FIGURE 5.

Translation from the HCV IRES in HAP1 WT cells is resistant to the action of eIF2 inhibitors. (A) Translation from the IRES of HCV or EMCV as measured by luciferase activity in response to eIF2 inhibitor treatment in HAP1 WT cells. Cells were transfected with HCV-Luc or EMCV-Luc mRNAs for 1 h and then incubated with either CHX (5 μg mL^-1) or ARS, TG, TM, or SAL for a further 2 h. Percentage change is relative to non-treated control (inhibitor concentration = 0). The readings from CHX treatments were subtracted from all as a baseline.

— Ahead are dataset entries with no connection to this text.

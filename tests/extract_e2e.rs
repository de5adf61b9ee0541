// tests/extract_e2e.rs
//
// Page → rows, offline, through the public API.
//
use mat_scrape::core::html::parse_page;
use mat_scrape::engine::{Formatter, OrderSpec};
use mat_scrape::runner::{render_gifts, render_recipe};
use mat_scrape::{Error, ExtractError};

const ONE_TIER: &str = r#"
<html><body>
  <h2 id="content_1_0">☆ ★★ (Lv.2.0)</h2>
  <div class="ie5"><table><tbody>
    <tr><td>1</td><td>-</td><td>Ore×2</td><td>-</td><td>-</td></tr>
    <tr><td>2</td><td>-</td><td>Gem</td><td>-</td><td>-</td></tr>
  </tbody></table></div>
</body></html>
"#;

const THREE_TIERS: &str = r#"
<html><body>
  <h2>1 ☆ ★☆ (Lv.1.5)</h2>
  <div><table><tbody>
    <tr><td>Ore×1</td><td>-</td><td>-</td></tr>
  </tbody></table></div>
  <h2>2 ☆ ★★★ (Lv.3.0)</h2>
  <div><table><tbody>
    <tr><td rowspan="2">合成</td><td>Ore×3</td><td>-</td></tr>
    <tr><td>Dust×2</td><td>-</td><td>-</td></tr>
    <tr><td>Mystery×7</td><td>-</td><td>-</td></tr>
  </tbody></table></div>
  <h2>3 ☆ ★★ (Lv.2.0)</h2>
  <div><table><tbody>
    <tr><td>Gem×4</td><td>-</td><td>-</td></tr>
  </tbody></table></div>
</body></html>
"#;

fn formatter() -> Formatter {
    Formatter::new(OrderSpec::from_lines("Ore\nGem\nDust\n"))
}

#[test]
fn single_tier_end_to_end() {
    let doc = parse_page(ONE_TIER.as_bytes());
    let out = render_gifts(&formatter(), "Name", "祖-001", &doc).unwrap();
    assert_eq!(out.text, "祖-001\tName\t★★\t2\t1\t0");
    assert_eq!(out.rows, 1);
    assert_eq!(out.unhandled, 0);
}

#[test]
fn header_without_hollow_star_is_not_a_tier() {
    // Only headers carrying ☆ start a tier; a bare ★★ heading is ignored.
    let page = r#"
        <h2>★★ (Lv.2.0)</h2>
        <div><table><tbody><tr><td>Ore×2</td><td>-</td><td>-</td></tr></tbody></table></div>"#;
    let out = render_gifts(&formatter(), "Name", "祖-001", &parse_page(page.as_bytes())).unwrap();
    assert_eq!(out.text, "");
    assert_eq!(out.rows, 0);
}

#[test]
fn huge_counts_do_not_wrap() {
    let page = r#"
        <h2>☆ ★★ (Lv.2.0)</h2>
        <div><table><tbody>
          <tr><td>Ore×4000000000</td><td>-</td><td>-</td></tr>
          <tr><td>Ore×4000000000</td><td>-</td><td>-</td></tr>
        </tbody></table></div>"#;
    let out = render_gifts(&formatter(), "N", "祖-001", &parse_page(page.as_bytes())).unwrap();
    assert_eq!(out.text, format!("祖-001\tN\t★★\t{}\t0\t0", u32::MAX));
}

#[test]
fn runaway_level_is_a_structural_error() {
    let page = r#"
        <h2>☆ (Lv.99999999999999999999)</h2>
        <div><table><tbody><tr><td>Ore×1</td><td>-</td><td>-</td></tr></tbody></table></div>"#;
    let err = render_gifts(&formatter(), "N", "祖-001", &parse_page(page.as_bytes())).unwrap_err();
    assert!(matches!(err, Error::Extract { source: ExtractError::LevelOutOfRange { .. }, .. }));
}

#[test]
fn tiers_are_emitted_highest_first() {
    let doc = parse_page(THREE_TIERS.as_bytes());
    let out = render_gifts(&formatter(), "N", "祖-002", &doc).unwrap();
    let lines: Vec<&str> = out.text.lines().collect();
    assert_eq!(
        lines,
        vec![
            "祖-002\tN\t★★★\t3\t0\t2",
            "祖-002\tN\t★★\t0\t4\t0",
            "祖-002\tN\t★☆\t1\t0\t0",
        ]
    );
    // Mystery is not in the order
    assert_eq!(out.unhandled, 1);
}

#[test]
fn same_snapshot_same_bytes() {
    let a = render_gifts(&formatter(), "N", "祖-002", &parse_page(THREE_TIERS.as_bytes())).unwrap();
    let b = render_gifts(&formatter(), "N", "祖-002", &parse_page(THREE_TIERS.as_bytes())).unwrap();
    assert_eq!(a.text.as_bytes(), b.text.as_bytes());
}

#[test]
fn broken_tier_names_the_header_and_page() {
    let doc = parse_page("<h2>☆ ★★ (Lv.2.0)</h2><p>no table</p>".as_bytes());
    let err = render_gifts(&formatter(), "N", "祖-002", &doc).unwrap_err();
    match &err {
        Error::Extract { page, source } => {
            assert!(page.contains('N'));
            assert_eq!(source, &ExtractError::NoTable { header: "☆ ★★ (Lv.2.0)".into() });
        }
        other => panic!("unexpected error: {other}"),
    }
    assert!(err.to_string().contains("no table follows header"));
}

#[test]
fn recipe_renders_one_row() {
    let page = r#"
        <h4>霊宝X</h4>
        <div><table><tr><td>stats</td></tr></table></div>
        <div><table>
          <tr><td>Gem×2</td><td>-</td><td>-</td></tr>
          <tr><td>Odd×1</td><td>-</td><td>-</td></tr>
        </table></div>"#;
    let out = render_recipe(&formatter(), "霊宝X", &parse_page(page.as_bytes())).unwrap();
    assert_eq!(out.text, "霊宝X\t0\t2\t0");
    assert_eq!(out.unhandled, 1);
}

Error bars represent the standard error of the mean, n = 3. Statistical significance of the differences between treated samples compared to control was calculated with two-way ANOVA and a Bonferroni post hoc test, and is shown as: ^∗p < 0.05, ^∗∗p < 0.01, ^∗∗∗p < 0.001. (B) Inhibitor treatment induces eIF2α phosphorylation in HAP1 WT cells. Cells were transfected for 1 h and then treated or not with either ARS (200 μM), TG (5 μM), TM (40 μg mL^-1) or SAL (50 μM) for 2 h. Proteins were resolved using SDS-PAGE and then samples were probed with antibodies for phospho-eIF2α and total eIF2α. Shown is a representative blot from three independent experiments. The phosphorylation of eIF2α induction rate was evaluated by normalizing the raw value of P-eIF2α to that of total eIF2α as shown in the bar graph.